Goal of the exercise —
The response must be a precise copy of the records that follow.

Available data —
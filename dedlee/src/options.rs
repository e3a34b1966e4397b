use serde::Deserialize;

/// Knobs for a single compile. The defaults reproduce the historical
/// dedlee output exactly.
#[derive(Debug, Clone, Copy, PartialEq, Eq, Deserialize)]
#[serde(default, rename_all = "kebab-case", deny_unknown_fields)]
pub struct CompileOptions {
    pub link_capture: LinkCapture,
    pub character_close: CharacterClose,
    pub rewrite_links: bool,
}

impl Default for CompileOptions {
    fn default() -> Self {
        CompileOptions {
            link_capture: LinkCapture::Greedy,
            character_close: CharacterClose::Obj,
            rewrite_links: true,
        }
    }
}

/// How link placeholder captures are matched.
#[derive(Debug, Clone, Copy, Default, PartialEq, Eq, Deserialize)]
#[serde(rename_all = "kebab-case")]
pub enum LinkCapture {
    /// Captures run to the last closing delimiter on the line, so two
    /// placeholders of the same syntax on one line merge into one link.
    #[default]
    Greedy,
    /// Leftmost-shortest captures: every placeholder becomes its own link.
    Lazy,
}

/// Closing tag used for `c.` character blocks.
#[derive(Debug, Clone, Copy, Default, PartialEq, Eq, Deserialize)]
#[serde(rename_all = "kebab-case")]
pub enum CharacterClose {
    /// `</obj>`, as the story engine has always received it.
    #[default]
    Obj,
    /// `</character>`, matching the opening tag.
    Character,
}

impl CharacterClose {
    pub fn tag_name(self) -> &'static str {
        match self {
            CharacterClose::Obj => "obj",
            CharacterClose::Character => "character",
        }
    }
}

Answer below —
filename dedlee/src/options.rs
repository e3a34b1966e4397b
use serde::Deserialize;

/// Knobs for a single compile. The defaults reproduce the historical
/// dedlee output exactly.
#[derive(Debug, Clone, Copy, PartialEq, Eq, Deserialize)]
#[serde(default, rename_all = "kebab-case", deny_unknown_fields)]
pub struct CompileOptions {
    pub link_capture: LinkCapture,
    pub character_close: CharacterClose,
    pub rewrite_links: bool,
}

impl Default for CompileOptions {
    fn default() -> Self {
        CompileOptions {
            link_capture: LinkCapture::Greedy,
            character_close: CharacterClose::Obj,
            rewrite_links: true,
        }
    }
}

/// How link placeholder captures are matched.
#[derive(Debug, Clone, Copy, Default, PartialEq, Eq, Deserialize)]
#[serde(rename_all = "kebab-case")]
pub enum LinkCapture {
    /// Captures run to the last closing delimiter on the line, so two
    /// placeholders of the same syntax on one line merge into one link.
    #[default]
    Greedy,
    /// Leftmost-shortest captures: every placeholder becomes its own link.
    Lazy,
}

/// Closing tag used for `c.` character blocks.
#[derive(Debug, Clone, Copy, Default, PartialEq, Eq, Deserialize)]
#[serde(rename_all = "kebab-case")]
pub enum CharacterClose {
    /// `</obj>`, as the story engine has always received it.
    #[default]
    Obj,
    /// `</character>`, matching the opening tag.
    Character,
}

impl CharacterClose {
    pub fn tag_name(self) -> &'static str {
        match self {
            CharacterClose::Obj => "obj",
            CharacterClose::Character => "character",
        }
    }
}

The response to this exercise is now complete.